Ali (as) a dit: « Je te garantis d’accomplir ta volonté, ô fille de Muhammed ! »

 

Elle lui dit: « Je te demande, par le droit du Messager d'Allah, que si je meurs, les deux hommes (`Omer et Abou Bakr ) ne soient pas être présents près de moi, ils doivent pas assister à la prière de mes funérailles. »

 

Il (as) dit : « Tu auras ce que tu désires. »

 

Quand elle décéda, il l’enterra la nuit. Dans la matinée, les gens de Médine, dont Abou Bakr et Omar, voulurent assister à ses funérailles. 

 

Ali (as) est sorti et il rencontra deux hommes.
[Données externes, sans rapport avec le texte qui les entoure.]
// Radio event dispatcher
//
// Installs one listener per radio event kind on the bridge. All listeners feed
// a single channel, and one pump task hands the events to the session in
// arrival order, awaiting each transition before taking the next event.
//
// A dispatcher only ever removes the listeners it registered itself, so an
// older dispatcher going away cannot strip a newer one.

use super::bridge::{BlePlatformBridge, ListenerId, RadioEvent, RadioEventKind};
use crate::error::Result;
use crate::session::BleSession;
use parking_lot::Mutex;
use std::sync::Arc;
use tokio::sync::mpsc;
use tokio::task::JoinHandle;
use tracing::{debug, info, trace, warn};

struct Installation {
    pump: JoinHandle<()>,
    listeners: Vec<ListenerId>,
    // Every strong sender lives inside a listener. Once the bridge has dropped
    // them all, nothing can reach the pump any more.
    sender: mpsc::WeakUnboundedSender<RadioEvent>,
}

impl Installation {
    fn is_live(&self) -> bool {
        !self.pump.is_finished() && self.sender.upgrade().is_some()
    }
}

pub struct EventDispatcher {
    bridge: Arc<dyn BlePlatformBridge>,
    session: BleSession,
    installation: Mutex<Option<Installation>>,
}

impl EventDispatcher {
    pub fn new(bridge: Arc<dyn BlePlatformBridge>, session: BleSession) -> Self {
        Self {
            bridge,
            session,
            installation: Mutex::new(None),
        }
    }

    /// Install the listeners. Does nothing if they are already installed and
    /// still registered on the bridge.
    ///
    /// Must be called from within a tokio runtime.
    pub fn install(&self) {
        let mut installation = self.installation.lock();
        match installation.take() {
            Some(current) if current.is_live() => {
                debug!("radio listeners already installed");
                *installation = Some(current);
                return;
            }
            Some(stale) => {
                debug!("radio listeners were removed externally, reinstalling");
                self.release(stale);
            }
            None => {}
        }

        let (tx, mut rx) = mpsc::unbounded_channel::<RadioEvent>();
        let sender = tx.downgrade();
        let listeners: Vec<ListenerId> = RadioEventKind::ALL
            .into_iter()
            .map(|kind| {
                let tx = tx.clone();
                self.bridge.add_listener(
                    kind,
                    Box::new(move |event| {
                        if tx.send(event).is_err() {
                            trace!(%kind, "dispatcher closed, radio event dropped");
                        }
                    }),
                )
            })
            .collect();
        drop(tx);

        let session = self.session.clone();
        let pump = tokio::spawn(async move {
            while let Some(event) = rx.recv().await {
                let kind = event.kind();
                if let Err(e) = dispatch(&session, event).await {
                    warn!(%kind, error = %e, "radio event handling failed");
                }
            }
            debug!("radio listeners gone, dispatcher pump stopped");
        });

        *installation = Some(Installation {
            pump,
            listeners,
            sender,
        });
        info!(kinds = RadioEventKind::ALL.len(), "radio listeners installed");
    }

    /// Remove this dispatcher's listeners and stop delivering events.
    /// Listeners registered by anyone else stay in place.
    pub fn teardown(&self) {
        if let Some(installation) = self.installation.lock().take() {
            self.release(installation);
            info!("radio listeners removed");
        }
    }

    /// Drop every listener on the bridge, then install a fresh set. Whatever
    /// was registered before, by this dispatcher or an earlier one, stops
    /// receiving events.
    pub fn refresh(&self) {
        self.teardown();
        for kind in RadioEventKind::ALL {
            self.bridge.remove_all_listeners(kind);
        }
        self.install();
    }

    /// True while this dispatcher's listeners are registered and its pump runs
    pub fn is_installed(&self) -> bool {
        self.installation
            .lock()
            .as_ref()
            .map_or(false, Installation::is_live)
    }

    /// Translate one event into its transition, bypassing the listeners
    pub async fn dispatch(&self, event: RadioEvent) -> Result<()> {
        dispatch(&self.session, event).await
    }

    fn release(&self, installation: Installation) {
        for id in installation.listeners {
            self.bridge.remove_listener(id);
        }
        installation.pump.abort();
    }
}

impl Drop for EventDispatcher {
    fn drop(&mut self) {
        self.teardown();
    }
}

async fn dispatch(session: &BleSession, event: RadioEvent) -> Result<()> {
    match event {
        RadioEvent::PeripheralDiscovered { handle } => session.on_peripheral_discovered(handle).await,
        RadioEvent::ScanStopped => session.on_scan_stopped().await,
        RadioEvent::PeripheralDisconnected { handle } => {
            session.on_peripheral_disconnected(handle).await
        }
        RadioEvent::CharacteristicValueChanged {
            address,
            service_id,
            characteristic_id,
            value,
        } => session.on_characteristic_value_changed(
            &address,
            &service_id,
            &characteristic_id,
            &value,
        ),
    }
}

#[cfg(test)]
mod tests {
    use super::*;
    use crate::config::BleConfig;
    use crate::store::MemoryStorage;
    use crate::transport::ble::ScriptedBridge;

    fn setup() -> (ScriptedBridge, EventDispatcher) {
        let bridge = ScriptedBridge::new();
        let shared: Arc<dyn BlePlatformBridge> = Arc::new(bridge.clone());
        let session =
            BleSession::new(shared.clone(), BleConfig::default(), Arc::new(MemoryStorage::new()))
                .unwrap();
        (bridge, EventDispatcher::new(shared, session))
    }

    #[tokio::test]
    async fn test_install_is_idempotent() {
        let (bridge, dispatcher) = setup();

        dispatcher.install();
        dispatcher.install();

        for kind in RadioEventKind::ALL {
            assert_eq!(bridge.listener_count(kind), 1);
        }
        assert!(dispatcher.is_installed());
    }

    #[tokio::test]
    async fn test_refresh_replaces_listeners() {
        let (bridge, dispatcher) = setup();

        dispatcher.install();
        dispatcher.refresh();
        dispatcher.refresh();
        assert_eq!(bridge.total_listeners(), RadioEventKind::ALL.len());
    }

    #[tokio::test]
    async fn test_drop_removes_listeners() {
        let (bridge, dispatcher) = setup();
        dispatcher.install();
        drop(dispatcher);
        assert_eq!(bridge.total_listeners(), 0);
    }

    #[tokio::test]
    async fn test_teardown_keeps_foreign_listeners() {
        let (bridge, dispatcher) = setup();
        bridge.add_listener(RadioEventKind::ScanStopped, Box::new(|_| {}));

        dispatcher.install();
        assert_eq!(bridge.listener_count(RadioEventKind::ScanStopped), 2);
        dispatcher.teardown();

        assert!(!dispatcher.is_installed());
        assert_eq!(bridge.total_listeners(), 1);
        assert_eq!(bridge.listener_count(RadioEventKind::ScanStopped), 1);
    }

    #[tokio::test]
    async fn test_external_removal_is_detected_and_repaired() {
        let (bridge, dispatcher) = setup();
        dispatcher.install();

        bridge.remove_all_listeners(RadioEventKind::PeripheralDiscovered);
        bridge.remove_all_listeners(RadioEventKind::ScanStopped);
        bridge.remove_all_listeners(RadioEventKind::PeripheralDisconnected);
        bridge.remove_all_listeners(RadioEventKind::CharacteristicValueChanged);
        assert!(!dispatcher.is_installed());

        dispatcher.install();
        assert!(dispatcher.is_installed());
        for kind in RadioEventKind::ALL {
            assert_eq!(bridge.listener_count(kind), 1);
        }
    }
}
Ils lui demandèrent : « Qu'as-tu fait à la fille de Muhammed (as) au sujet de la préparation de son enterrement, ô père d'al-Hassan (as)? » 

 

Ali (as) dit: « Par Allah, je l'ai déjà enterrée. »

 

Ils dirent:« Qu’est-ce qui t’a poussé à l'enterrer sans nous informer qu'elle était morte? »

 

Il (as) dit : « Elle m'avait ordonné de le faire ainsi. »

 

Omar a dit: « Par Allah! Je vais creuser sa tombe et effectuer les prières funéraires pour elle »

 

Ali (as) a dit : « Par Allah! Aussi longtemps que mon cœur repose encore à l'intérieur de ma cage thoracique, et tant que je peux tenir (mon épée) Thul-Fiqar dans ma main, tu ne seras jamais capable de déterrer son corps, et tu sais mieux que quiconque ce que je suis capable de faire. »

 

Abou Bakr a dit (à ‘Omar) : « Pars, car il est plus digne d'elle que nous. » Les gens se sont ensuite dispersés.

 

Al-Mufid, Al-Ikhtisas, pp. 184-85. Al-Majlisi, Bihar al-Anwar, Vol. 29, p. 192. Abd al-Razzaq al-Muqarram, Wafat al-Siddaqa al-Zahra’, p. 78.